## Required work:
What you give must be exactly the lines of the material from the first through the line that contains "by character index.", inclusive, and no others.

## Data to examine:
• • • •
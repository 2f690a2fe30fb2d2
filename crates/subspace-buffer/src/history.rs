//! Undo/redo history.
//!
//! Edits are recorded as groups. A group is undone or redone as a whole, so a
//! compound operation (a replace, a line-prefix pass) is one undo step.
//! Rapid single-character inserts on one line coalesce into the previous edit.

use std::collections::VecDeque;
use std::time::{Duration, Instant};

/// The type of edit operation.
#[derive(Debug, Clone, Copy, PartialEq, Eq)]
pub enum EditKind {
    /// Text was inserted
    Insert,
    /// Text was deleted
    Delete,
}

/// A single edit operation, addressed by character index.
#[derive(Debug, Clone, PartialEq, Eq)]
pub struct Edit {
    pub kind: EditKind,
    /// Character index where the edit occurred
    pub position: usize,
    /// The text that was inserted or deleted
    pub content: String,
}

impl Edit {
    pub fn insert(position: usize, content: impl Into<String>) -> Self {
        Self {
            kind: EditKind::Insert,
            position,
            content: content.into(),
        }
    }

    pub fn delete(position: usize, content: impl Into<String>) -> Self {
        Self {
            kind: EditKind::Delete,
            position,
            content: content.into(),
        }
    }

    /// Number of characters this edit covers.
    pub fn char_len(&self) -> usize {
        self.content.chars().count()
    }

    /// Returns true if `other` can be folded into this edit.
    ///
    /// Inserts coalesce when `other` starts where this one ends; deletes
    /// coalesce for repeated backspace or repeated forward delete. Newlines
    /// always start a new edit.
    pub fn can_coalesce(&self, other: &Edit) -> bool {
        if self.kind != other.kind {
            return false;
        }
        if self.content.contains('\n') || other.content.contains('\n') {
            return false;
        }

        match self.kind {
            EditKind::Insert => self.position + self.char_len() == other.position,
            EditKind::Delete => {
                other.position + other.char_len() == self.position
                    || self.position == other.position
            }
        }
    }

    /// Folds `other` into this edit. Caller checks [`Edit::can_coalesce`].
    pub fn coalesce(&mut self, other: Edit) {
        match self.kind {
            EditKind::Insert => self.content.push_str(&other.content),
            EditKind::Delete => {
                if other.position < self.position {
                    self.content = other.content + &self.content;
                    self.position = other.position;
                } else {
                    self.content.push_str(&other.content);
                }
            }
        }
    }
}

/// A group of edits undone/redone together, in application order.
#[derive(Debug, Clone)]
pub struct EditGroup {
    pub edits: Vec<Edit>,
    timestamp: Option<Instant>,
}

impl EditGroup {
    fn new(edit: Edit) -> Self {
        Self {
            edits: vec![edit],
            timestamp: Some(Instant::now()),
        }
    }
}

/// Bounded undo/redo stacks.
#[derive(Debug, Clone)]
pub struct History {
    undo_stack: VecDeque<EditGroup>,
    redo_stack: Vec<EditGroup>,
    max_size: usize,
    coalesce_threshold: Duration,
    group_depth: usize,
    group_open: bool,
}

impl History {
    /// Creates a new history keeping at most `max_size` groups.
    pub fn new(max_size: usize) -> Self {
        Self {
            undo_stack: VecDeque::with_capacity(max_size.min(1024)),
            redo_stack: Vec::new(),
            max_size: max_size.max(1),
            coalesce_threshold: Duration::from_millis(300),
            group_depth: 0,
            group_open: false,
        }
    }

    /// Records an edit. Clears the redo stack.
    pub fn push(&mut self, edit: Edit) {
        self.redo_stack.clear();

        if let Some(last_group) = self.undo_stack.back_mut() {
            if self.group_depth > 0 && self.group_open {
                last_group.edits.push(edit);
                return;
            }

            if self.group_depth == 0 {
                let recent = last_group
                    .timestamp
                    .is_some_and(|t| t.elapsed() < self.coalesce_threshold);
                if recent && last_group.edits.len() == 1 {
                    if let Some(last_edit) = last_group.edits.last_mut() {
                        if last_edit.can_coalesce(&edit) {
                            last_edit.coalesce(edit);
                            last_group.timestamp = Some(Instant::now());
                            return;
                        }
                    }
                }
            }
        }

        let mut group = EditGroup::new(edit);
        if self.group_depth > 0 {
            // Grouped edits never coalesce with later keystrokes.
            group.timestamp = None;
            self.group_open = true;
        }
        self.undo_stack.push_back(group);

        while self.undo_stack.len() > self.max_size {
            self.undo_stack.pop_front();
        }
    }

    /// Starts a group: every edit until the matching `end_group` is one step.
    pub fn begin_group(&mut self) {
        if self.group_depth == 0 {
            self.group_open = false;
        }
        self.group_depth += 1;
    }

    pub fn end_group(&mut self) {
        self.group_depth = self.group_depth.saturating_sub(1);
        if self.group_depth == 0 {
            self.group_open = false;
        }
    }

    /// Pops the last group for undoing. The caller reverts its edits in
    /// reverse order.
    pub fn undo(&mut self) -> Option<EditGroup> {
        let group = self.undo_stack.pop_back()?;
        self.redo_stack.push(group.clone());
        Some(group)
    }

    /// Pops the last undone group for re-applying in order.
    pub fn redo(&mut self) -> Option<EditGroup> {
        let mut group = self.redo_stack.pop()?;
        group.timestamp = None;
        self.undo_stack.push_back(group.clone());
        Some(group)
    }

    pub fn can_undo(&self) -> bool {
        !self.undo_stack.is_empty()
    }

    pub fn can_redo(&self) -> bool {
        !self.redo_stack.is_empty()
    }

    pub fn clear(&mut self) {
        self.undo_stack.clear();
        self.redo_stack.clear();
    }

    pub fn undo_count(&self) -> usize {
        self.undo_stack.len()
    }
}

#[cfg(test)]
mod tests {
    use super::*;

    #[test]
    fn test_history_undo_redo() {
        let mut history = History::new(100);

        history.push(Edit::insert(0, "a"));
        std::thread::sleep(Duration::from_millis(400)); // Prevent coalescing
        history.push(Edit::insert(1, "b"));

        assert_eq!(history.undo_count(), 2);
        let group = history.undo().unwrap();
        assert_eq!(group.edits[0].content, "b");

        assert!(history.can_redo());
        let group = history.redo().unwrap();
        assert_eq!(group.edits[0].content, "b");
    }

    #[test]
    fn test_edit_coalescing() {
        let mut e1 = Edit::insert(0, "a");
        let e2 = Edit::insert(1, "b");

        assert!(e1.can_coalesce(&e2));
        e1.coalesce(e2);
        assert_eq!(e1.content, "ab");
    }

    #[test]
    fn test_group_is_one_step() {
        let mut history = History::new(100);
        history.begin_group();
        history.push(Edit::insert(0, "#"));
        history.push(Edit::insert(5, "#"));
        history.end_group();

        assert_eq!(history.undo_count(), 1);
        assert_eq!(history.undo().unwrap().edits.len(), 2);
    }

    #[test]
    fn test_push_clears_redo() {
        let mut history = History::new(10);
        history.push(Edit::insert(0, "x"));
        history.undo();
        history.push(Edit::delete(0, "y"));
        assert!(!history.can_redo());
    }

    #[test]
    fn test_capacity_is_bounded() {
        let mut history = History::new(2);
        history.push(Edit::insert(0, "a\n"));
        history.push(Edit::insert(2, "b\n"));
        history.push(Edit::insert(4, "c\n"));
        assert_eq!(history.undo_count(), 2);
    }
}
//! # Subspace - A Modal Text Editor Core
//!
//! The binary drives an [`EditorSession`] headlessly: it opens a file,
//! replays a key script through the same dispatch a frontend would use,
//! optionally saves, and prints the resulting document.
//!
//! ## Quick Start
//!
//! ```bash
//! # Print a file through the editor
//! cargo run -- notes.txt
//!
//! # Toggle Command mode with F2, jump to line 5, type, save
//! cargo run -- notes.txt --keys "f2 G 5 G f2 h i" --save
//!
//! # Debug logging for the dispatch
//! SUBSPACE_LOG=subspace_core=debug cargo run -- notes.txt --keys "f2 G G"
//! ```

use anyhow::Context;
use clap::Parser;
use std::path::PathBuf;
use tracing_subscriber::{layer::SubscriberExt, util::SubscriberInitExt, EnvFilter};

use subspace_core::{Config, EditorSession, KeyOutcome, KeyPress};

/// Subspace - a modal text editor core
#[derive(Parser, Debug)]
#[command(name = "subspace")]
#[command(author, version, about, long_about = None)]
struct Args {
    /// File to open
    #[arg(value_name = "FILE")]
    file: Option<PathBuf>,

    /// Whitespace-separated keys to replay, e.g. "f2 G 1 2 G f2 x"
    #[arg(short, long, value_name = "SCRIPT")]
    keys: Option<String>,

    /// Save the file after replaying the keys
    #[arg(short, long)]
    save: bool,

    /// Config file to use instead of the default location
    #[arg(short, long, value_name = "PATH")]
    config: Option<PathBuf>,

    /// Write the effective config to the config path, then continue
    #[arg(long)]
    write_config: bool,

    /// Verbose logging
    #[arg(short, long, action = clap::ArgAction::Count)]
    verbose: u8,
}

fn main() -> anyhow::Result<()> {
    let args = Args::parse();
    init_logging(args.verbose);

    tracing::info!("Starting Subspace v{}", env!("CARGO_PKG_VERSION"));

    let config = match &args.config {
        Some(path) => Config::load_from(path)
            .with_context(|| format!("Failed to load config {}", path.display()))?,
        None => Config::load(),
    };

    if args.write_config {
        let path = match &args.config {
            Some(path) => path.clone(),
            None => Config::default_path()?,
        };
        config
            .save_to(&path)
            .with_context(|| format!("Failed to write config {}", path.display()))?;
        tracing::info!("Wrote config to {}", path.display());
    }

    let text = run(&args, config)?;
    print!("{}", text);
    Ok(())
}

/// `SUBSPACE_LOG` takes precedence over `-v`.
fn init_logging(verbose: u8) {
    let log_level = match verbose {
        0 => tracing::Level::WARN,
        1 => tracing::Level::INFO,
        2 => tracing::Level::DEBUG,
        _ => tracing::Level::TRACE,
    };
    let filter = EnvFilter::try_from_env("SUBSPACE_LOG")
        .unwrap_or_else(|_| EnvFilter::new(log_level.to_string()));

    tracing_subscriber::registry()
        .with(
            tracing_subscriber::fmt::layer()
                .with_writer(std::io::stderr)
                .with_target(false)
                .with_level(true),
        )
        .with(filter)
        .init();
}

/// Replays the session described by `args` and returns the visible text.
fn run(args: &Args, config: Config) -> anyhow::Result<String> {
    let mut session = EditorSession::from_config(config).context("Failed to start session")?;

    if let Some(file) = &args.file {
        session
            .swap_file(file)
            .with_context(|| format!("Failed to open {}", file.display()))?;
    }

    if let Some(script) = &args.keys {
        let keys = KeyPress::parse_sequence(script).context("Invalid key script")?;
        for key in &keys {
            match session.handle_key(key) {
                Ok(KeyOutcome::Handled) => {}
                Ok(outcome) => tracing::debug!("{}: {:?}", key, outcome),
                Err(e) => tracing::warn!("{}: {}", key, e),
            }
        }
    }

    if args.save {
        session.save().context("Failed to save")?;
    } else if session.buffers().has_unsaved() {
        tracing::warn!("Edits were not saved; pass --save to write them");
    }

    let cursor = session.view().cursor_position();
    tracing::info!(
        "Cursor {} | {} | {}",
        cursor,
        session.mode().as_str(),
        session.title()
    );
    Ok(session.view().text())
}

#[cfg(test)]
mod tests {
    use super::*;

    #[test]
    fn test_args_parsing() {
        let args = Args::parse_from(["subspace"]);
        assert!(args.file.is_none());
        assert!(args.keys.is_none());
        assert!(!args.save);
        assert!(!args.write_config);
    }

    #[test]
    fn test_args_with_file_and_keys() {
        let args = Args::parse_from(["subspace", "test.txt", "--keys", "f2 G 3 G", "-s", "-vv"]);
        assert_eq!(args.file, Some(PathBuf::from("test.txt")));
        assert_eq!(args.keys.as_deref(), Some("f2 G 3 G"));
        assert!(args.save);
        assert_eq!(args.verbose, 2);
    }

    #[test]
    fn test_run_replays_and_saves() {
        let dir = tempfile::tempdir().unwrap();
        let path = dir.path().join("notes.txt");
        std::fs::write(&path, "one\ntwo\nthree").unwrap();

        let args = Args::parse_from([
            "subspace",
            path.to_str().unwrap(),
            "--keys",
            "f2 G 2 G f2 ( x",
            "--save",
        ]);
        let text = run(&args, Config::default()).unwrap();

        assert_eq!(text, "one\n(x)two\nthree");
        assert_eq!(std::fs::read_to_string(&path).unwrap(), text);
    }

    #[test]
    fn test_run_without_save_leaves_file() {
        let dir = tempfile::tempdir().unwrap();
        let path = dir.path().join("notes.txt");
        std::fs::write(&path, "one").unwrap();

        let args = Args::parse_from(["subspace", path.to_str().unwrap(), "--keys", "x"]);
        assert_eq!(run(&args, Config::default()).unwrap(), "xone");
        assert_eq!(std::fs::read_to_string(&path).unwrap(), "one");
    }

    #[test]
    fn test_run_rejects_bad_script() {
        let args = Args::parse_from(["subspace", "--keys", "f2 nonsense"]);
        assert!(run(&args, Config::default()).is_err());
    }
}
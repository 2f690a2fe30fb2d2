//! Two-letter jump labels over the words around the cursor.
//!
//! Opening the locate accumulator overwrites the first two characters of
//! every word in a window of rows with a label (`AA`, `AB`, ...). Typing a
//! label and closing the accumulator jumps to where that word started.
//!
//! ## Numbering
//!
//! Words are runs of non-whitespace, numbered in scan order. Word `n` gets
//! `LABEL_ALPHABET[n / 25]` followed by `LABEL_ALPHABET[n % 25]`. One-letter
//! words take a number but show nothing, so their label is never assigned.
//! The alphabet leaves out `G` because `G` closes the accumulator.
//!
//! The overlay is a same-length rewrite made outside the undo history and
//! without raising the view's change flag. [`JumpOverlay::restore`] puts
//! the snapshot back verbatim.

use std::collections::HashMap;
use std::ops::RangeInclusive;

use subspace_buffer::{BufferResult, History, Position, TextView};

/// Label letters: A-Z without the locate key.
pub const LABEL_ALPHABET: [char; 25] = [
    'A', 'B', 'C', 'D', 'E', 'F', 'H', 'I', 'J', 'K', 'L', 'M', 'N', 'O', 'P', 'Q', 'R', 'S', 'T',
    'U', 'V', 'W', 'X', 'Y', 'Z',
];

/// Opens and closes the locate accumulator.
pub const LOCATE_KEY: char = 'G';

/// Distinct two-letter labels.
pub const MAX_LABELS: usize = LABEL_ALPHABET.len() * LABEL_ALPHABET.len();

/// Default rows above and below the cursor.
pub const DEFAULT_RADIUS: usize = 10;

/// The label of the `index`-th word, or `None` once the two-letter space
/// is exhausted.
pub fn label_for(index: usize) -> Option<String> {
    let n = LABEL_ALPHABET.len();
    if index >= MAX_LABELS {
        return None;
    }
    Some([LABEL_ALPHABET[index / n], LABEL_ALPHABET[index % n]].iter().collect())
}

/// Label to the original first-character position of its word.
#[derive(Debug, Clone, Default, PartialEq, Eq)]
pub struct JumpMap {
    labels: HashMap<String, Position>,
}

impl JumpMap {
    /// Looks up typed input. Labels are matched case-insensitively.
    pub fn get(&self, input: &str) -> Option<Position> {
        self.labels.get(&input.to_ascii_uppercase()).copied()
    }

    pub fn len(&self) -> usize {
        self.labels.len()
    }

    pub fn is_empty(&self) -> bool {
        self.labels.is_empty()
    }

    pub fn iter(&self) -> impl Iterator<Item = (&str, Position)> {
        self.labels.iter().map(|(label, pos)| (label.as_str(), *pos))
    }
}

/// A window's text with labels applied, and the labels' targets.
#[derive(Debug, Clone)]
pub struct LabelledWindow {
    pub text: String,
    pub map: JumpMap,
}

/// Labels the words of `window`, whose first line is document row
/// `first_row`. The result has exactly as many characters as the input.
pub fn label_words(window: &str, first_row: usize) -> LabelledWindow {
    // A trailing separator closes the last word.
    let mut chars: Vec<char> = window.chars().chain(std::iter::once(' ')).collect();
    let mut labels = HashMap::new();

    let (mut row, mut col) = (first_row, 0);
    let mut word: Option<(usize, Position)> = None;
    let mut word_len = 0;
    let mut word_num = 0;

    for i in 0..chars.len() {
        let c = chars[i];
        if !c.is_whitespace() {
            if word.is_none() {
                word = Some((i, Position::new(row, col)));
            }
            word_len += 1;
            col += 1;
            continue;
        }

        if let Some((start, pos)) = word.take() {
            if word_len > 1 {
                if let Some(label) = label_for(word_num) {
                    for (offset, l) in label.chars().enumerate() {
                        chars[start + offset] = l;
                    }
                    labels.insert(label, pos);
                }
            }
            word_num += 1;
            word_len = 0;
        }

        if c == '\n' {
            row += 1;
            col = 0;
        } else {
            col += 1;
        }
    }

    chars.pop();
    LabelledWindow {
        text: chars.into_iter().collect(),
        map: JumpMap { labels },
    }
}

/// Rows covered by the overlay: `radius` rows either side of the cursor,
/// clamped to the document.
pub fn window_rows(cursor_row: usize, line_count: usize, radius: usize) -> RangeInclusive<usize> {
    let last = line_count.saturating_sub(1);
    let row = cursor_row.min(last);
    row.saturating_sub(radius)..=row.saturating_add(radius).min(last)
}

/// Installs the label overlay on a view.
#[derive(Debug, Clone, Copy)]
pub struct JumpLabeler {
    radius: usize,
}

impl JumpLabeler {
    pub fn new(radius: usize) -> Self {
        Self { radius }
    }

    pub fn radius(&self) -> usize {
        self.radius
    }

    /// Rewrites the window around the cursor with labels. The returned
    /// overlay must be restored before the view is edited again.
    pub fn install(&self, view: &mut TextView) -> BufferResult<JumpOverlay> {
        let rows = window_rows(view.cursor_position().line, view.line_count(), self.radius);
        let start = Position::new(*rows.start(), 0);
        let end = Position::new(*rows.end(), view.line_len(*rows.end()));

        let window = view.get_text_range(start, end)?;
        let labelled = label_words(&window, *rows.start());
        let original = view.text();
        let history = view.history_snapshot();

        view.silenced()
            .replace_transient(&labelled.text, start, end)?;
        tracing::debug!(
            "Jump overlay on rows {}..={} with {} labels",
            rows.start(),
            rows.end(),
            labelled.map.len()
        );

        Ok(JumpOverlay {
            map: labelled.map,
            rows,
            original,
            history,
        })
    }
}

impl Default for JumpLabeler {
    fn default() -> Self {
        Self::new(DEFAULT_RADIUS)
    }
}

/// An installed overlay: the labels and the text they cover.
#[derive(Debug, Clone)]
pub struct JumpOverlay {
    map: JumpMap,
    rows: RangeInclusive<usize>,
    original: String,
    history: History,
}

impl JumpOverlay {
    pub fn map(&self) -> &JumpMap {
        &self.map
    }

    pub fn rows(&self) -> &RangeInclusive<usize> {
        &self.rows
    }

    /// The document as it was before labelling.
    pub fn original(&self) -> &str {
        &self.original
    }

    /// Puts the unlabelled text back without raising the change flag and
    /// hands back the labels for matching.
    pub fn restore(self, view: &mut TextView) -> BufferResult<JumpMap> {
        let end = view.buffer().end_position();
        view.silenced()
            .replace_transient(&self.original, Position::ZERO, end)?;
        Ok(self.map)
    }

    /// Restores the text after something edited the labelled document,
    /// and rolls undo/redo back to the moment the labels went up. Edits
    /// made on top of the labels are lost.
    pub fn discard(self, view: &mut TextView) -> BufferResult<()> {
        let end = view.buffer().end_position();
        view.silenced()
            .replace_transient(&self.original, Position::ZERO, end)?;
        view.restore_history(self.history);
        Ok(())
    }
}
• • • •
## Task output:
repository 2f690a2fe30fb2d2
filename crates/subspace-buffer/src/history.rs
//! Undo/redo history.
//!
//! Edits are recorded as groups. A group is undone or redone as a whole, so a
//! compound operation (a replace, a line-prefix pass) is one undo step.
//! Rapid single-character inserts on one line coalesce into the previous edit.

use std::collections::VecDeque;
use std::time::{Duration, Instant};

/// The type of edit operation.
#[derive(Debug, Clone, Copy, PartialEq, Eq)]
pub enum EditKind {
    /// Text was inserted
    Insert,
    /// Text was deleted
    Delete,
}

/// A single edit operation, addressed by character index.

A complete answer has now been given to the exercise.